NASA announced on Wednesday that it is actively pursuing the development of lunar resources, beginning with oxygen and water and possibly expanding to include iron and rare earth elements in the future. The agency has already begun planning to excavate moon soil by 2032.
Nasa’s Moon Mining
Nasa is working to return humans to the moon under the Artemis mission, including the first woman and person of color by 2025, as the agency plans its next Mars station.
Gerald Sanders, a rocket scientist at Johnston Space Centre Nasa for 35 years, said: “A key part of the mission is advancing commercial opportunities in space.
The agency is looking to quantify potential resources, including energy, water and lunar soil, as a goal to attract commercial investment.”
“Developing access to resources on the moon will be key to cutting costs and developing a circular economy,” Sanders said. “We are literally just scratching the surface,” he said.
“We are trying to invest in the exploration phase, understand the resources… to [lower] risk such that external investment makes sense that could lead to development and production,” he told a conference in Brisbane.
Nasa intends to send a test drill rig to the moon by the end of the month, with a larger-scale excavation of regolith — moon soil — and a pilot processing plant planned for 2032.

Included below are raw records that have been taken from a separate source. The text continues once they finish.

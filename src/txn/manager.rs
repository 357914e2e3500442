//! # Transaction Manager and Commit Protocol
//!
//! The transaction manager owns the global epoch ticker and implements the
//! commit protocol that grants serializability without any central lock
//! manager:
//!
//! ```text
//! precommit (read-write)
//! ──────────────────────
//! 0. reserve log-buffer space (fail cleanly before any lock is taken)
//! 1. sort the write set by record address      <- global lock order
//! 2. lock each write's key-lock bit            <- abort on a moved bit
//! 3. full fence, then sample the epoch E
//! 4. re-verify every read-set observation      <- abort on any change
//! 5. derive the commit TID inside E, strictly after every dependency
//! 6. apply each log record: payload write, release fence, publish TID
//!    (publication clears the key lock; no separate unlock store)
//! 7. append the stamped records to the worker's log buffer
//! ```
//!
//! Because every transaction locks in the same address order, no deadlock
//! cycle can form; locks are spin-acquired without timeouts. The abort path
//! releases held locks in reverse order and reports a transient
//! [`AbortReason`]; the caller retries from the beginning.
//!
//! ## Read-Only Fast Path
//!
//! A transaction with an empty write set never locks or fences: its commit
//! epoch is the largest epoch observed in its read set, and verification
//! only confirms the observations still hold.
//!
//! ## TID Generation
//!
//! The commit TID starts from `(E, last_ordinal + 1, thread_id)` and is
//! raised above every read-set owner and write-set snapshot via `store_max`.
//! A dependency can only tie the sampled epoch, never exceed it, so the
//! result always stays inside `E`, at an ordinal past every same-epoch
//! dependency.
//!
//! ## Epoch Ticker
//!
//! A background thread advances the epoch clock every
//! [`EPOCH_TICK`](crate::config::EPOCH_TICK) and is joined on shutdown.
//! Workers spin on [`TxnManager::is_initialized`] before processing.

use std::sync::atomic::{fence, AtomicBool, Ordering};
use std::sync::Arc;
use std::thread::JoinHandle;
use std::time::Duration;

use eyre::{ensure, eyre, Result, WrapErr};
use parking_lot::Mutex;
use tracing::debug;

use crate::config::EPOCH_TICK;
use crate::epoch::{Epoch, EpochClock};
use crate::log::LogBuffer;
use crate::txn::access::TxnContext;
use crate::txn::tid::TidWord;
use crate::txn::IsolationLevel;
use crate::worker::waker::Waker;

/// Why a transaction had to abort. Both causes are transient: the caller
/// re-runs the transaction from its first read.
#[derive(Debug, Clone, Copy, PartialEq, Eq)]
pub enum AbortReason {
    /// A read-set observation no longer holds: the record was overwritten
    /// or is locked by another committing transaction.
    ReadSetVerificationFailed,
    /// A write target carries the moved bit; it must be found again through
    /// a fresh lookup.
    RecordMoved,
}

/// What a successful commit looked like.
#[derive(Debug, Clone, Copy, PartialEq, Eq)]
pub struct CommitReceipt {
    /// The serialization point of the transaction.
    pub epoch: Epoch,
    /// The published commit TID; `None` for read-only transactions, which
    /// publish nothing.
    pub tid: Option<TidWord>,
}

#[derive(Debug, Clone, Copy, PartialEq, Eq)]
pub enum CommitOutcome {
    Committed(CommitReceipt),
    Aborted(AbortReason),
}

pub struct TxnManager {
    clock: EpochClock,
    ticker_waker: Waker,
    ticker: Mutex<Option<JoinHandle<()>>>,
    initialized: AtomicBool,
}

impl TxnManager {
    pub fn new() -> Arc<Self> {
        Self::with_epoch_tick(EPOCH_TICK)
    }

    pub fn with_epoch_tick(tick: Duration) -> Arc<Self> {
        Arc::new(Self {
            clock: EpochClock::new(),
            ticker_waker: Waker::new(tick),
            ticker: Mutex::new(None),
            initialized: AtomicBool::new(false),
        })
    }

    /// Starts the epoch ticker. Workers refuse to process transactions
    /// until this has run.
    pub fn start(self: &Arc<Self>) -> Result<()> {
        let mut ticker = self.ticker.lock();
        ensure!(ticker.is_none(), "transaction manager already started");

        let manager = Arc::clone(self);
        let handle = std::thread::Builder::new()
            .name("epoch-ticker".into())
            .spawn(move || {
                while !manager.ticker_waker.sleep() {
                    let epoch = manager.clock.advance();
                    debug!(epoch = epoch.value(), "advanced global epoch");
                }
            })
            .wrap_err("failed to spawn the epoch ticker thread")?;
        *ticker = Some(handle);
        self.initialized.store(true, Ordering::Release);
        Ok(())
    }

    /// Stops and joins the epoch ticker. Idempotent.
    pub fn shutdown(&self) -> Result<()> {
        self.initialized.store(false, Ordering::Release);
        self.ticker_waker.request_stop();
        if let Some(handle) = self.ticker.lock().take() {
            handle
                .join()
                .map_err(|_| eyre!("epoch ticker thread panicked"))?;
        }
        Ok(())
    }

    #[inline]
    pub fn is_initialized(&self) -> bool {
        self.initialized.load(Ordering::Acquire)
    }

    #[inline]
    pub fn current_epoch(&self) -> Epoch {
        self.clock.current()
    }

    /// Advances the epoch immediately instead of waiting for the tick.
    pub fn advance_epoch(&self) -> Epoch {
        self.clock.advance()
    }

    /// Blocks until the clock moves past `epoch` or `timeout` elapses;
    /// returns the epoch current at return.
    pub fn wait_until_epoch_advanced(&self, epoch: Epoch, timeout: Duration) -> Epoch {
        self.clock.wait_until_advanced(epoch, timeout)
    }

    pub fn begin(&self, ctx: &mut TxnContext, isolation: IsolationLevel) -> Result<()> {
        ensure!(self.is_initialized(), "transaction manager is not running");
        ctx.activate(isolation)
    }

    /// Aborts the running transaction, dropping its access sets. The caller
    /// retries with a fresh [`TxnManager::begin`].
    pub fn abort(&self, ctx: &mut TxnContext) -> Result<()> {
        ensure!(ctx.is_active(), "no transaction to abort");
        ctx.deactivate();
        Ok(())
    }

    /// Runs the commit protocol on the accumulated access sets.
    ///
    /// `Ok(Aborted(_))` is the transient outcome: state is rolled back and
    /// nothing was published. `Err` is a lifecycle failure (e.g. the log
    /// buffer cannot hold the write set) and likewise publishes nothing.
    pub fn precommit(
        &self,
        ctx: &mut TxnContext,
        log_buffer: &mut LogBuffer,
    ) -> Result<CommitOutcome> {
        ensure!(ctx.is_active(), "no transaction to commit");

        let outcome = if ctx.write_set().is_empty() {
            self.precommit_readonly(ctx)
        } else {
            self.precommit_readwrite(ctx, log_buffer)?
        };
        ctx.deactivate();
        Ok(outcome)
    }

    fn precommit_readonly(&self, ctx: &TxnContext) -> CommitOutcome {
        let mut commit_epoch = Epoch::INVALID;
        for read in ctx.read_set() {
            let current = read.record().owner().load();
            if !current.equals_serial_order(read.observed())
                || current.is_keylocked()
                || current.is_moved()
            {
                return CommitOutcome::Aborted(AbortReason::ReadSetVerificationFailed);
            }
            commit_epoch.store_max(read.observed().epoch());
        }
        if !commit_epoch.is_valid() {
            commit_epoch = self.clock.current();
        }
        CommitOutcome::Committed(CommitReceipt {
            epoch: commit_epoch,
            tid: None,
        })
    }

    fn precommit_readwrite(
        &self,
        ctx: &mut TxnContext,
        log_buffer: &mut LogBuffer,
    ) -> Result<CommitOutcome> {
        // Phase 0: reserve buffer space while no lock is held yet.
        let total_log_bytes: usize = ctx
            .write_set()
            .iter()
            .map(|w| w.log().bytes().len())
            .sum();
        log_buffer
            .ensure_remaining(total_log_bytes)
            .wrap_err("write set exceeds the worker's log buffer")?;

        // Phase 1 + 2: sort into canonical order, then lock.
        ctx.sort_write_set();
        if !Self::lock_write_set(ctx) {
            return Ok(CommitOutcome::Aborted(AbortReason::RecordMoved));
        }

        // Phase 3: everything after this fence sees the locked state.
        fence(Ordering::SeqCst);
        let mut commit_epoch = self.clock.current();
        // A worker that used up the epoch's 64k ordinals closes the epoch
        // itself rather than waiting out the tick.
        if ctx.next_ordinal(commit_epoch).is_none() {
            commit_epoch = self.clock.advance();
        }

        // Phase 4: re-verify the read set.
        if !Self::verify_read_set(ctx) {
            Self::unlock_write_set(ctx);
            return Ok(CommitOutcome::Aborted(AbortReason::ReadSetVerificationFailed));
        }

        // Phase 5: commit TID, strictly after every observed dependency.
        let commit_tid = self.generate_commit_tid(ctx, commit_epoch);
        ctx.record_commit(commit_tid.epoch(), commit_tid.ordinal());

        // Phase 6 + 7: apply under lock, publish, and buffer the records.
        // Publication of the owner word doubles as the unlock, so after this
        // loop no lock is held. When several records target one record only
        // the last publishes; the earlier ones just stack their payloads.
        let write_set = ctx.write_set_mut();
        for index in 0..write_set.len() {
            let last_of_run = index + 1 == write_set.len()
                || write_set[index + 1].record_addr() != write_set[index].record_addr();
            let write = &mut write_set[index];
            // SAFETY: record() borrows from a storage pinned by the context.
            let record = unsafe { &*(write.record() as *const crate::storage::Record) };
            if last_of_run {
                write.log_mut().apply_record(commit_tid, record);
            } else {
                write.log_mut().apply_payload(commit_tid, record);
            }
        }
        for write in ctx.write_set() {
            log_buffer
                .append(write.log().bytes())
                .expect("space was reserved before locking");
        }

        Ok(CommitOutcome::Committed(CommitReceipt {
            epoch: commit_epoch,
            tid: Some(commit_tid),
        }))
    }

    /// Locks every write target in sorted order and refreshes each write's
    /// observed TID from the owner word it now holds locked; the staging
    /// snapshot may predate a commit that slipped in between. Returns
    /// `false` (with all acquired locks released) if a moved record was
    /// encountered.
    fn lock_write_set(ctx: &mut TxnContext) -> bool {
        let mut failed_at = None;
        let write_set = ctx.write_set_mut();
        for index in 0..write_set.len() {
            if index > 0 && write_set[index].record_addr() == write_set[index - 1].record_addr() {
                continue; // already self-locked
            }
            let observed = {
                let owner = write_set[index].record().owner();
                if !owner.keylock_fail_if_moved() {
                    failed_at = Some(index);
                    break;
                }
                let mut current = owner.load();
                current.clear_keylock();
                current
            };
            write_set[index].refresh_observed(observed);
        }
        match failed_at {
            Some(index) => {
                Self::unlock_prefix(ctx, index);
                false
            }
            None => true,
        }
    }

    fn unlock_write_set(ctx: &TxnContext) {
        Self::unlock_prefix(ctx, ctx.write_set().len());
    }

    /// Releases the locks of the first `count` (sorted) write entries in
    /// reverse order, skipping duplicate records.
    fn unlock_prefix(ctx: &TxnContext, count: usize) {
        let write_set = ctx.write_set();
        for index in (0..count).rev() {
            if index > 0 && write_set[index].record_addr() == write_set[index - 1].record_addr() {
                continue;
            }
            write_set[index].record().owner().release_keylock();
        }
    }

    /// Read validation: every observation must still hold, and a key-locked
    /// record is only acceptable when the lock is our own (the record is in
    /// the write set).
    fn verify_read_set(ctx: &TxnContext) -> bool {
        for read in ctx.read_set() {
            let current = read.record().owner().load();
            if !current.equals_serial_order(read.observed()) || current.is_moved() {
                return false;
            }
            if current.is_keylocked() && !Self::write_set_contains(ctx, read.record_addr()) {
                return false;
            }
        }
        true
    }

    fn write_set_contains(ctx: &TxnContext, record_addr: usize) -> bool {
        ctx.write_set()
            .binary_search_by_key(&record_addr, |w| w.record_addr())
            .is_ok()
    }

    fn generate_commit_tid(&self, ctx: &TxnContext, commit_epoch: Epoch) -> TidWord {
        let ordinal = ctx
            .next_ordinal(commit_epoch)
            .expect("ordinal space was ensured when the epoch was sampled");
        let seed = TidWord::clean(commit_epoch, ordinal, ctx.thread_id());
        let mut max_tid = seed;
        for read in ctx.read_set() {
            max_tid.store_max(read.observed());
        }
        for write in ctx.write_set() {
            max_tid.store_max(write.observed());
        }

        let commit_tid = if max_tid.equals_all(seed) {
            seed
        } else {
            // A same-epoch dependency outran the seed; step past it while
            // keeping our own thread identity. If the dependency sits at
            // the very last ordinal, the commit moves to a fresh epoch.
            debug_assert_eq!(max_tid.epoch(), commit_epoch);
            match max_tid.ordinal().checked_add(1) {
                Some(ordinal) => TidWord::clean(commit_epoch, ordinal, ctx.thread_id()),
                None => TidWord::clean(self.clock.advance(), 1, ctx.thread_id()),
            }
        };

        #[cfg(debug_assertions)]
        {
            for read in ctx.read_set() {
                debug_assert!(read.observed().before(commit_tid));
            }
            for write in ctx.write_set() {
                debug_assert!(write.observed().before(commit_tid));
            }
        }
        commit_tid
    }
}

Commercial rocket companies that could use the moon’s resources for fuel or oxygen are expected to be the first customers.
According to Samuel Webster, the agency’s assistant director, “the Australian Space Agency is involved in developing a semi-autonomous rover that will take regolith samples on a Nasa mission as early as 2026.”
The rover will demonstrate the collection of oxygen-containing oxides in lunar soil. “Using separate equipment sent to the moon with the rover, NASA will aim to extract that oxygen,” he said.
“This… is a critical step toward establishing a long-term human presence on the moon, as well as supporting future Mars missions,” he added.